Sophos Endpoint Security and Control is an integrated endpoint security system aimed at small and large enterprises needing to secure the desktops and laptops of employees, contractors, partners and guest visitors.
The package was updated in September to incorporate malicious script and rootkit detection, and consists of Enterprise Console, Anti-Virus, Client Firewall and Network Admission Control.
Sophos says that Enterprise Console can manage "tens of thousands" of desktop systems, all from a single console. The system can be used to manage Linux, Mac OS X, NetApp Storage Systems, Netware, Unix, Windows and Windows Mobile.
Users can be prevented from attaching removable storage devices or installing applications which IT managers do not want running on their networks, such as games, instant messaging and VoIP clients.
Email and Simple Network Management Protocol messages can be displayed on systems which have malware, or any administrator-defined unwanted applications installed or running on the network.

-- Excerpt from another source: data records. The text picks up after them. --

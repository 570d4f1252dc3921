//! Car movement logic for the ambient simulation
//!
//! Cars follow the route graph from road to road and keep a minimum gap to the
//! car ahead in their lane.

use std::collections::HashMap;

use log::trace;
use ordered_float::OrderedFloat;

use super::route::{sample_route_offset, RouteSegment};
use super::route_graph::{transition_car, RouteGraph};
use super::terrain::TerrainHeight;
use super::types::Direction;

/// Result of a car update indicating what happened this tick
#[derive(Debug, Clone, Copy, PartialEq, Eq)]
pub enum CarUpdateResult {
    Continue,                 // Car stayed on its route
    Transitioned(usize),      // Car moved onto the given route
    Despawn,                  // Car should be recycled
}

/// A car in the simulation
#[derive(Debug, Clone, Default)]
pub struct SimCar {
    pub route: usize,
    /// Meters from the route start
    pub progress: f32,
    pub speed: f32,
    pub direction: Direction,
    /// Perpendicular displacement from the centerline
    pub lane_offset: f32,
    pub variant: usize,
    pub alive: bool,
    pub x: f32,
    pub y: f32,
    pub z: f32,
    pub rotation: f32,
}

impl SimCar {
    /// Advance along the route, moving to a connected route when running off either end
    pub fn update(
        &mut self,
        delta_secs: f32,
        routes: &[RouteSegment],
        graph: &RouteGraph,
        terrain: &dyn TerrainHeight,
    ) -> CarUpdateResult {
        if !self.alive {
            return CarUpdateResult::Continue;
        }
        let Some(route) = routes.get(self.route) else {
            self.alive = false;
            return CarUpdateResult::Despawn;
        };

        self.progress += self.speed * self.direction.sign() * delta_secs;

        let mut result = CarUpdateResult::Continue;
        if self.progress < 0.0 || self.progress > route.total_length {
            if !transition_car(self, routes, graph) {
                trace!("car on route {} reached a dead end", self.route);
                self.alive = false;
                return CarUpdateResult::Despawn;
            }
            result = CarUpdateResult::Transitioned(self.route);
        }

        self.refresh_pose(routes, terrain);
        result
    }

    /// Recompute the cached world transform from route, progress and lane
    pub fn refresh_pose(&mut self, routes: &[RouteSegment], terrain: &dyn TerrainHeight) {
        let Some(route) = routes.get(self.route) else {
            self.alive = false;
            return;
        };
        let sample = sample_route_offset(route, self.progress, self.lane_offset);
        self.x = sample.x;
        self.z = sample.z;
        self.y = terrain.height_at(sample.x, sample.z);
        self.rotation = sample.heading + self.direction.heading_flip();
    }
}

/// Keep every car at least `min_gap` meters of progress behind the car ahead.
///
/// Cars are grouped by `(route, direction)` and walked from leader to tail. A
/// follower that is too close is pulled back and slowed to its leader's speed;
/// if pulling it back would leave the route it is killed instead. Returns the
/// number of cars killed.
pub fn enforce_following_distance(
    cars: &mut [SimCar],
    routes: &[RouteSegment],
    min_gap: f32,
    terrain: &dyn TerrainHeight,
) -> usize {
    let mut groups: HashMap<(usize, Direction), Vec<usize>> = HashMap::new();
    for (index, car) in cars.iter().enumerate() {
        if car.alive {
            groups.entry((car.route, car.direction)).or_default().push(index);
        }
    }

    let mut killed = 0;
    for ((route_index, direction), mut members) in groups {
        if members.len() < 2 {
            continue;
        }
        let Some(route) = routes.get(route_index) else {
            continue;
        };
        let sign = direction.sign();

        // Leader first: furthest along in the direction of travel
        members.sort_by_key(|&i| std::cmp::Reverse(OrderedFloat(cars[i].progress * sign)));

        let mut leader = members[0];
        for &follower in &members[1..] {
            let gap = (cars[leader].progress - cars[follower].progress) * sign;
            if gap >= min_gap {
                leader = follower;
                continue;
            }

            let clamped = cars[leader].progress - min_gap * sign;
            if clamped < 0.0 || clamped > route.total_length {
                cars[follower].alive = false;
                killed += 1;
                continue;
            }

            let leader_speed = cars[leader].speed;
            let car = &mut cars[follower];
            car.progress = clamped;
            car.speed = car.speed.min(leader_speed);
            car.refresh_pose(routes, terrain);
            leader = follower;
        }
    }

    killed
}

We looked at version 8.0 installed on a Windows Server 2003 R2 system running Dynamic Host Configuration Protocol, Domain Name Services and Active Directory.
Installation was quick and easy, and loading the Enterprise Console allows you to create what Sophos calls a 'library' which stores and deploys software and security updates from the Sophos web site.

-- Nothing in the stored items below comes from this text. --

//! Route construction, sampling and lane offset tests

use std::f32::consts::FRAC_PI_2;

use ambient_traffic::simulation::{
    build_route, compute_lane_offset, sample_route, sample_route_offset, seeded_random,
    Direction, Position,
};

const EPS: f32 = 1e-3;

fn residential_road() -> ambient_traffic::simulation::RouteSegment {
    build_route(
        vec![Position::flat(0.0, 0.0), Position::flat(100.0, 0.0)],
        6.0,
        false,
    )
}

fn bent_road() -> ambient_traffic::simulation::RouteSegment {
    build_route(
        vec![
            Position::flat(0.0, 0.0),
            Position::flat(30.0, 0.0),
            Position::flat(30.0, 0.0), // duplicate point
            Position::flat(30.0, 40.0),
            Position::flat(-10.0, 40.0),
        ],
        8.0,
        false,
    )
}

#[test]
fn test_residential_road_scenario() {
    let route = residential_road();
    assert!((route.total_length - 100.0).abs() < EPS);
    assert_eq!(route.segment_lengths.len(), 1);
    assert!((route.segment_lengths[0] - 100.0).abs() < EPS);

    let sample = sample_route(&route, 25.0);
    assert!((sample.x - 25.0).abs() < EPS);
    assert!(sample.z.abs() < EPS);
    assert!((sample.heading - FRAC_PI_2).abs() < EPS);
}

#[test]
fn test_cumulative_lengths_are_monotonic() {
    let route = bent_road();
    assert_eq!(route.cumulative.len(), route.points.len());
    assert_eq!(route.cumulative[0], 0.0);
    for pair in route.cumulative.windows(2) {
        assert!(pair[1] >= pair[0], "cumulative lengths decreased: {:?}", route.cumulative);
    }
    let last = *route.cumulative.last().unwrap();
    assert!((last - route.total_length).abs() < EPS);
    assert!((route.total_length - 110.0).abs() < EPS);
}

#[test]
fn test_sample_endpoints_and_clamping() {
    let route = bent_road();

    let start = sample_route(&route, 0.0);
    assert!((start.x - 0.0).abs() < EPS && (start.z - 0.0).abs() < EPS);

    let end = sample_route(&route, route.total_length);
    assert!((end.x + 10.0).abs() < EPS && (end.z - 40.0).abs() < EPS);

    // Out-of-range progress clamps to the ends
    assert_eq!(sample_route(&route, -50.0), start);
    assert_eq!(sample_route(&route, route.total_length + 50.0), end);
}

#[test]
fn test_sample_picks_the_right_segment() {
    let route = bent_road();

    // 50m in: 30m along x, then 20m along z
    let sample = sample_route(&route, 50.0);
    assert!((sample.x - 30.0).abs() < EPS);
    assert!((sample.z - 20.0).abs() < EPS);
    assert!(sample.heading.abs() < EPS, "heading along +z should be 0");

    // Last segment runs towards -x
    let sample = sample_route(&route, 100.0);
    assert!((sample.x - 0.0).abs() < EPS);
    assert!((sample.z - 40.0).abs() < EPS);
    assert!((sample.heading + FRAC_PI_2).abs() < EPS);
}

#[test]
fn test_sampling_is_continuous() {
    let route = bent_road();
    let mut previous = sample_route(&route, 0.0);
    let mut progress = 0.0;
    while progress < route.total_length {
        progress += 0.25;
        let next = sample_route(&route, progress);
        let jump = ((next.x - previous.x).powi(2) + (next.z - previous.z).powi(2)).sqrt();
        assert!(jump <= 0.25 + EPS, "jump of {jump} at progress {progress}");
        previous = next;
    }
}

#[test]
fn test_zero_offset_matches_centerline() {
    let route = bent_road();
    for progress in [0.0, 12.5, 30.0, 55.0, 99.0, route.total_length] {
        assert_eq!(
            sample_route_offset(&route, progress, 0.0),
            sample_route(&route, progress)
        );
    }
}

#[test]
fn test_offset_is_perpendicular() {
    let route = residential_road();
    let center = sample_route(&route, 50.0);
    let shifted = sample_route_offset(&route, 50.0, 2.0);

    assert!((shifted.x - center.x).abs() < EPS, "offset must not move along the road");
    assert!(((shifted.z - center.z).abs() - 2.0).abs() < EPS);
    assert_eq!(shifted.heading, center.heading);

    let opposite = sample_route_offset(&route, 50.0, -2.0);
    assert!(((opposite.z - center.z) + (shifted.z - center.z)).abs() < EPS);
}

#[test]
fn test_two_way_lane_offset() {
    let route = residential_road();
    assert!((compute_lane_offset(&route, Direction::Forward, 7) + 1.5).abs() < EPS);
    assert!((compute_lane_offset(&route, Direction::Backward, 7) - 1.5).abs() < EPS);
}

#[test]
fn test_one_way_lane_offset_stays_right_biased() {
    let route = build_route(
        vec![Position::flat(0.0, 0.0), Position::flat(0.0, 50.0)],
        10.0,
        true,
    );

    let mut seen_inner = false;
    let mut seen_outer = false;
    for seed in 0..64 {
        let offset = compute_lane_offset(&route, Direction::Forward, seed);
        assert_eq!(offset, compute_lane_offset(&route, Direction::Forward, seed));
        if (offset + 0.75).abs() < EPS {
            seen_inner = true;
        } else if (offset + 1.5).abs() < EPS {
            seen_outer = true;
        } else {
            panic!("unexpected one-way lane offset {offset}");
        }
    }
    assert!(seen_inner && seen_outer, "both lanes should be used");
}

#[test]
fn test_seeded_random_is_deterministic_and_bounded() {
    for seed in 0..1000u64 {
        let value = seeded_random(seed);
        assert!((0.0..1.0).contains(&value));
        assert_eq!(value, seeded_random(seed));
    }
    assert_ne!(seeded_random(1), seeded_random(2));
}

#[test]
fn test_midpoint() {
    let route = bent_road();
    let mid = route.midpoint();
    assert!((mid.x - 30.0).abs() < EPS);
    assert!((mid.z - 25.0).abs() < EPS);
}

If your network is a large one, so-called 'child' libraries can be set up to bridge subnets and take the strain off your main 'central installation directory'.

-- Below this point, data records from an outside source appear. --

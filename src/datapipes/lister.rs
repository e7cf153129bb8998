//! Lists object URLs under `provider://bucket/prefix` URLs.

use futures_util::stream::{Stream, StreamExt};

use crate::api::AisResult;
use crate::client::{Client, UrlStream};
use crate::datapipes::loader::AisFileLoader;
use crate::datapipes::url_source;
use crate::shared::{parse_url, unparse_url};

/// Streams `provider://bucket/object` URLs for every object under each
/// source prefix, in source order.
///
/// The length is unknown up front: listing happens lazily. Supply one with
/// [`AisFileLister::with_length`] if the caller knows it.
pub struct AisFileLister {
    client: Client,
    source: UrlStream<'static>,
    length: Option<usize>,
}

impl AisFileLister {
    /// Lister over a fixed set of prefixes such as `ais://bucket-name/folder/`.
    pub fn new<I, S>(client: Client, prefixes: I) -> Self
    where
        I: IntoIterator<Item = S>,
        S: Into<String>,
    {
        let (source, _) = url_source(prefixes);
        Self {
            client,
            source,
            length: None,
        }
    }

    /// Lister over prefixes produced by an upstream stream.
    pub fn from_stream<St>(client: Client, prefixes: St) -> Self
    where
        St: Stream<Item = AisResult<String>> + Send + 'static,
    {
        Self {
            client,
            source: Box::pin(prefixes),
            length: None,
        }
    }

    pub fn with_length(mut self, length: usize) -> Self {
        self.length = Some(length);
        self
    }

    /// Declared number of items, if any.
    pub fn length(&self) -> Option<usize> {
        self.length
    }

    /// Chain into an [`AisFileLoader`] sharing this lister's client.
    pub fn load_files(self) -> AisFileLoader {
        let client = self.client.clone();
        AisFileLoader::from_stream(client, self.into_stream())
    }

    pub fn into_stream(self) -> impl Stream<Item = AisResult<String>> + Send + 'static {
        let AisFileLister {
            client, mut source, ..
        } = self;

        async_stream::try_stream! {
            while let Some(prefix_url) = source.next().await {
                let (provider, bucket_name, prefix) = parse_url(&prefix_url?)?;
                let bucket = client.bucket(bucket_name.clone(), provider);
                let mut entries = Box::pin(bucket.list_objects_iter(&prefix, "name", 0));
                while let Some(entry) = entries.next().await {
                    let entry = entry?;
                    yield unparse_url(provider, &bucket_name, &entry.name);
                }
            }
        }
    }
}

Storing all the data used for reporting from Sophos' scanning engines requires an SQL Server database. For small firms the standard Microsoft SQL Server Desktop Engine should suffice, but larger firms will probably want to hold data in an enterprise SQL Server database version 2000 or 2005.
We could create a group to contain the desktop systems which were members of our Active Directory domain, and then scan the network by specifying an IP address range for Endpoint Security and Control to use, or simply synchronising with Active Directory.
After the group was set up it was simple to scan for problems, such as the lack of security updates or the presence of any malware.
This quick look at the Sophos system showed it as easy to manage and likely to replace a lot of point products in enterprises. The full review later will have details on how the system can lock down devices and how the Sophos' Network Admission Control server performs.